Die vom Bildsensor erzeugte Wärme wird via TEC an einen Kühlkörper in der Mitte der Kamera geleitet und durch einen integrierten Lüfter abgeführt, wodurch eine niedrige und stabile Sensortemperatur gewährleistet wird. Andere wärmeerzeugende Komponenten wie FPGA und DDR sind auf der Rückseite der Kamera durch einen eigenen Kühlkörper vom Sensor getrennt, wo die Wärme passiv über Kühlrippen und den natürlichen Luftstrom abgeführt wird.
Die Trennung der Sensorwärme von der Elektronikwärme verhindert eine Wärmerückführung, verbessert die TEC-Effizienz und erhöht die Temperaturstabilität, die Bildqualität sowie die allgemeine Systemzuverlässigkeit.
Die Vorteile des TEC zeigen sich deutlich in den internen Tests von JAI.
Bei der Bewertung des Pixelrauschens anhand eines festgelegten Schwellenwerts führte die Deaktivierung der TEC dazu, dass mehr als 80-mal so viele Pixel den definierten Dunkelrauschen-Grenzwert überschritten als bei aktivierter Sensorkühlung. Diese deutliche Reduzierung der Dunkelrauschpixel bei aktivierter TEC verdeutlicht, welchen Einfluss eine effektive Sensorkühlung auf die Bildqualität und die Zuverlässigkeit der Inspektionsleistung haben kann.

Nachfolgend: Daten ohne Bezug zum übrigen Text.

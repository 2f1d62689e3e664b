//! Final client assembly.

use clasp_core::{
    RequestOptions, SharedErrorDecoder, SharedFallback, SharedHttpClient, SharedInterceptor,
    SharedRetry,
};

use crate::resolve::ResolvedClientSpec;
use crate::service_client::ServiceClient;
use crate::target::ResolvedTarget;

/// Assembles a [`ServiceClient`] from a resolved configuration and target.
///
/// The builder is pure assembly: resolution decided everything, and the
/// `with_*` overrides exist for callers that construct clients by hand.
/// Building is idempotent, the same inputs always produce an equivalently
/// configured client.
pub struct ClientBuilder {
    spec: ResolvedClientSpec,
    resolved: ResolvedTarget,
    fallback: Option<SharedFallback>,
}

impl ClientBuilder {
    /// Start from a resolved configuration and target.
    #[must_use]
    pub const fn new(spec: ResolvedClientSpec, resolved: ResolvedTarget) -> Self {
        Self {
            spec,
            resolved,
            fallback: None,
        }
    }

    /// Override the retry policy.
    #[must_use]
    pub fn retry(mut self, retry: SharedRetry) -> Self {
        self.spec.retry = retry;
        self
    }

    /// Override the error decoder.
    #[must_use]
    pub fn error_decoder(mut self, decoder: SharedErrorDecoder) -> Self {
        self.spec.error_decoder = decoder;
        self
    }

    /// Override the transport options.
    #[must_use]
    pub const fn options(mut self, options: RequestOptions) -> Self {
        self.spec.options = options;
        self
    }

    /// Append an interceptor after the resolved ones.
    #[must_use]
    pub fn interceptor(mut self, interceptor: SharedInterceptor) -> Self {
        self.spec.interceptors.push(interceptor);
        self
    }

    /// Override the transport.
    #[must_use]
    pub fn transport(mut self, transport: SharedHttpClient) -> Self {
        self.resolved.transport = transport;
        self
    }

    /// Attach a fallback handler invoked when a call finally fails.
    #[must_use]
    pub fn fallback(mut self, fallback: SharedFallback) -> Self {
        self.fallback = Some(fallback);
        self
    }

    /// Assemble the client.
    #[must_use]
    pub fn build(self) -> ServiceClient {
        ServiceClient::new(
            self.resolved.target,
            self.resolved.transport,
            self.spec,
            self.fallback,
        )
    }
}

impl std::fmt::Debug for ClientBuilder {
    fn fmt(&self, f: &mut std::fmt::Formatter<'_>) -> std::fmt::Result {
        f.debug_struct("ClientBuilder")
            .field("target", &self.resolved.target)
            .field("spec", &self.spec)
            .field("fallback", &self.fallback.is_some())
            .finish()
    }
}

Für die SWIR-Bildgebung ist eine effektive Sensorkühlung nicht einfach nur eine Zusatzfunktion – sie ist ein entscheidender Faktor für die Bildgebungsleistung.
Durch das Aufrechterhalten einer präzisen Sensortemperatur reduziert die thermoelektrische Kühlung das Dunkelrauschen, verbessert das Signal-Rausch-Verhältnis, steigert die Leistung bei schlechten Lichtverhältnissen und unterstützt eine konsistente, wiederholbare Bildgebung über einen langen Zeitraum. In Kombination mit einer optimierten Kühlarchitektur ermöglicht die TEC-Kühlung, dass SWIR-Kameras die Bildqualität und Zuverlässigkeit liefern, die für anspruchsvolle industrielle und wissenschaftliche Anwendungen erforderlich sind.
Ganz gleich, ob es sich um Inspektions-, Mess-Aufgaben oder industrielle Bildverarbeitung handelt – eine stabile Sensortemperatur trägt dazu bei, dass die Kamera auch dann konsistente Leistung erbringt, wenn es auf die Bildqualität besonders ankommt.